# ford 2600 3 point hydraulic stop lifting



## seaglider (Apr 15, 2015)

The 3 point linksge hydraulic stopped working this afternoon and I don't know why. Was slashing and was working ok but then wouldn't lift. Can anyone give me some info on what to check etc. Thanks.


----------



## sixbales (May 18, 2011)

Howdy Seaglider,

Have you checked the fluid level in the rear differential section (hydraulic fluid reservoir)? 

Change the hydraulic filter? Change the fluid?

Post back if you don't know how to check fluid level in the rear differential section.


----------



## Ironeye (Apr 18, 2013)

sixbales said:


> Howdy Seaglider,
> 
> Have you checked the fluid level in the rear differential section (hydraulic fluid reservoir)?
> 
> ...


Sixbales is right is the oil bad or do you even have any???
Or there is a slight chance that it's internal damage what do you do on your machine??


----------



## seaglider (Apr 15, 2015)

Thanks guys, yes I cheched the oil level and it is full - took the 1/4 inch square nut on mid to lower right side under the seat out and oil seeped out - I'm guessing that is the right one. Not sure where the filter is. I could do with new gear diff oil. I use the tractor for slashing my paddocks.


----------



## sixbales (May 18, 2011)

Seaglider,

See attached diagrams of piston and gear type hydraulic pumps.

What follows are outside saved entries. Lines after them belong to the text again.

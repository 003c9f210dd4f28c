//! Body / Weapon / Tint tests

#[cfg(test)]
mod tests {
    use super::super::*;
    use bevy::prelude::*;

    #[test]
    fn test_turn_towards_is_rate_limited() {
        let mut body = Body::new(Vec2::ZERO, 0.5);
        body.facing = Vec2::Y;

        // Target straight behind: 180°, limited to 60° per call
        let behind = Vec2::new(0.0, -5.0);
        body.turn_towards(behind, 60.0);
        let residual = body.angle_to(behind).unwrap_or(f32::NAN);
        assert!((residual - 120.0).abs() < 1e-3, "residual {}", residual);

        // Small correction completes in one call
        let mut body = Body::new(Vec2::ZERO, 0.5);
        body.turn_towards(Vec2::new(1.0, 10.0), 60.0);
        assert!(body.angle_to(Vec2::new(1.0, 10.0)).is_some_and(|a| a < 1e-3));
    }

    #[test]
    fn test_apply_impulse_replaces_steering() {
        let mut body = Body::new(Vec2::ZERO, 0.5);
        body.velocity = Vec2::new(3.0, 0.0);

        body.apply_impulse(Vec2::new(0.0, 8.0));
        assert_eq!(body.velocity, Vec2::ZERO);
        assert_eq!(body.knockback, Vec2::new(0.0, 8.0));

        // Zero impulse leaves steering alone
        body.velocity = Vec2::X;
        body.apply_impulse(Vec2::ZERO);
        assert_eq!(body.velocity, Vec2::X);
    }

    #[test]
    fn test_face_towards_self_position_is_ignored() {
        let mut body = Body::new(Vec2::new(2.0, 2.0), 0.5);
        assert!(!body.face_towards(Vec2::new(2.0, 2.0)));
        assert_eq!(body.facing, Vec2::Y);
    }

    #[test]
    fn test_weapon_tip_follows_pivot() {
        let body = Body::new(Vec2::ZERO, 0.5);
        let mut weapon = Weapon::new(1, 2.0, 0.5);

        assert!((weapon.tip(&body) - Vec2::new(0.0, 2.0)).length() < 1e-4);
        weapon.pivot_degrees = 90.0;
        assert!((weapon.tip(&body) - Vec2::new(-2.0, 0.0)).length() < 1e-4);
    }

    #[test]
    fn test_weapon_hit_list_resets_per_activation() {
        let mut weapon = Weapon::new(1, 1.0, 0.5);
        let target = Entity::from_raw(7);

        weapon.set_enabled(true);
        assert!(weapon.register_hit(target));
        assert!(!weapon.register_hit(target));

        // Re-enabling while on keeps the list
        weapon.set_enabled(true);
        assert!(!weapon.register_hit(target));

        weapon.set_enabled(false);
        weapon.set_enabled(true);
        assert!(weapon.register_hit(target));
    }

    #[test]
    fn test_tint_restores_to_phase_baseline() {
        let mut tint = Tint::default();
        tint.set(HIT_FLASH_COLOR);
        tint.set_base(PHASE2_COLOR);
        tint.set(STUN_COLOR);
        tint.restore();
        assert_eq!(tint.current, PHASE2_COLOR);
        assert!(tint.is_baseline());
    }
}
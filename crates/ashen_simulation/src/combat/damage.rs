//! Hit + stun application
//!
//! Collisions (engine callbacks or the headless overlap pass) arrive as
//! `HitLanded`. One generic system per vitals type turns them into health
//! changes and applies the `HitReport` side effects: knockback, flash,
//! i-frames, stun, death.

use bevy::ecs::component::Mutable;
use bevy::prelude::*;

use super::death::DeathLinger;
use super::events::{CombatCue, CueKind};
use super::health::Damageable;
use super::status::{HitFlash, Invulnerability, Stun};
use crate::action::{ActionScheduler, ActorRig};
use crate::components::{ActorKind, Body, Tint, Weapon, DEATH_COLOR, STUN_COLOR};
use crate::config::Progression;
use crate::logger;

// ============================================================================
// Events
// ============================================================================

/// A hit surface touched a damageable actor.
#[derive(Event, Debug, Clone, Copy, PartialEq)]
pub struct HitLanded {
    pub attacker: Option<Entity>,
    pub target: Entity,
    pub amount: i32,
    /// Knockback origin (usually the attacker's position)
    pub source: Option<Vec2>,
}

/// Stun from outside the damage path (parry, scripted events).
#[derive(Event, Debug, Clone, Copy, PartialEq)]
pub struct StunRequest {
    pub target: Entity,
    pub duration: f32,
}

/// Событие: урон нанесен (UI, sounds, health bars)
#[derive(Event, Debug, Clone, Copy, PartialEq)]
pub struct DamageDealt {
    pub attacker: Option<Entity>,
    pub target: Entity,
    pub kind: ActorKind,
    pub damage: i32,
    pub remaining_health: i32,
    pub target_died: bool,
}

/// Fired on the killing blow, before the death linger.
#[derive(Event, Debug, Clone, Copy, PartialEq)]
pub struct ActorDied {
    pub entity: Entity,
    pub kind: ActorKind,
    pub killer: Option<Entity>,
    pub position: Vec2,
}

/// Marker: actor is dead. AI, perception and actions skip it.
#[derive(Component, Debug, Clone, Copy, Default)]
pub struct Dead;

// ============================================================================
// Control preemption
// ============================================================================

/// Drops whatever the actor was doing (action or bare steering).
pub fn cancel_control(scheduler: Option<&mut ActionScheduler>, rig: &mut ActorRig) {
    match scheduler {
        Some(scheduler) => scheduler.cancel(rig),
        None => rig.reset(),
    }
}

/// The single stun contract for every kind: restart the timer, cancel the
/// action, show the stun tint (untinted for a bare control lock).
pub fn stun_actor(
    stun: &mut Stun,
    scheduler: Option<&mut ActionScheduler>,
    rig: &mut ActorRig,
    duration: f32,
    tinted: bool,
) {
    if duration <= 0.0 {
        return;
    }
    stun.start(duration, tinted);
    cancel_control(scheduler, rig);
    if tinted {
        rig.tint.set(STUN_COLOR);
    }
}

// ============================================================================
// Systems
// ============================================================================

#[allow(clippy::type_complexity)]
pub fn apply_hits<D: Damageable + Component<Mutability = Mutable>>(
    mut hits: EventReader<HitLanded>,
    progression: Res<Progression>,
    mut targets: Query<
        (
            &mut D,
            &mut Body,
            &mut Stun,
            &mut HitFlash,
            &mut Tint,
            Option<&mut Invulnerability>,
            Option<&mut ActionScheduler>,
            Option<&mut Weapon>,
        ),
        Without<Dead>,
    >,
    mut damage_dealt_events: EventWriter<DamageDealt>,
    mut actor_died_events: EventWriter<ActorDied>,
    mut cues: EventWriter<CombatCue>,
    mut commands: Commands,
) {
    for hit in hits.read() {
        let Ok((mut vitals, mut body, mut stun, mut flash, mut tint, mut invulnerability, mut scheduler, mut weapon)) =
            targets.get_mut(hit.target)
        else {
            continue;
        };

        let invulnerable = invulnerability.as_deref().is_some_and(Invulnerability::is_active);
        let position = body.position;
        let Some(report) = vitals.take_damage(hit.amount, hit.source, position, &progression, invulnerable) else {
            continue;
        };

        body.apply_impulse(report.knockback);
        if let (Some(window), Some(invulnerability)) = (report.invulnerability, invulnerability.as_deref_mut()) {
            invulnerability.grant(window);
        }

        let mut rig = ActorRig::new(&mut body, weapon.as_deref_mut(), &mut tint);

        if report.killed {
            cancel_control(scheduler.as_deref_mut(), &mut rig);
            stun.clear();
            rig.tint.set(DEATH_COLOR);

            commands.entity(hit.target).insert((
                Dead,
                DeathLinger::new(vitals.profile().death_linger, vitals.death_follow_up()),
            ));
            actor_died_events.write(ActorDied {
                entity: hit.target,
                kind: D::KIND,
                killer: hit.attacker,
                position,
            });
            cues.write(CombatCue {
                entity: hit.target,
                cue: CueKind::Death,
            });
            logger::log_info(&format!("💀 {:?} {:?} killed by {:?}", D::KIND, hit.target, hit.attacker));
        } else {
            cues.write(CombatCue {
                entity: hit.target,
                cue: CueKind::Hurt,
            });
            if let Some(duration) = report.stun {
                stun_actor(&mut stun, scheduler.as_deref_mut(), &mut rig, duration, D::HIT_STUN_TINTED);
            }
            // Flash wins over the stun tint until it runs out
            flash.start(report.flash, rig.tint);
        }

        logger::log(&format!(
            "🩸 {:?} {:?} took {} (hp {}/{})",
            D::KIND,
            hit.target,
            report.final_damage,
            vitals.health().current,
            vitals.health().max
        ));

        damage_dealt_events.write(DamageDealt {
            attacker: hit.attacker,
            target: hit.target,
            kind: D::KIND,
            damage: report.applied,
            remaining_health: vitals.health().current,
            target_died: report.killed,
        });
    }
}

#[allow(clippy::type_complexity)]
pub fn apply_stun_requests<D: Damageable + Component>(
    mut requests: EventReader<StunRequest>,
    mut targets: Query<
        (
            &D,
            &mut Body,
            &mut Stun,
            &mut Tint,
            Option<&mut ActionScheduler>,
            Option<&mut Weapon>,
        ),
        Without<Dead>,
    >,
) {
    for request in requests.read() {
        let Ok((vitals, mut body, mut stun, mut tint, mut scheduler, mut weapon)) = targets.get_mut(request.target)
        else {
            continue;
        };
        if vitals.is_dead() {
            continue;
        }

        let mut rig = ActorRig::new(&mut body, weapon.as_deref_mut(), &mut tint);
        stun_actor(&mut stun, scheduler.as_deref_mut(), &mut rig, request.duration, true);
        logger::log(&format!("💫 {:?} {:?} stunned for {:.2}s", D::KIND, request.target, request.duration));
    }
}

Both types are mounted on the left rear of the engine. Which type do you have? 

The gear type has a filter attached (see item #28). The piston type does not have a filter. Since you are not aware of a hydraulic filter, I assume that you have a piston type pump.

First thing to check is your hydraulic pressure to see that the pump is working. The piston type pump has a test port. You can loosen the test plug (see item #20) to see if it is pumping fluid (take care, high pressure fluid), or you can install a 3000 psi pressure gauge in the port. Gauge should read 2000+ psi.


----------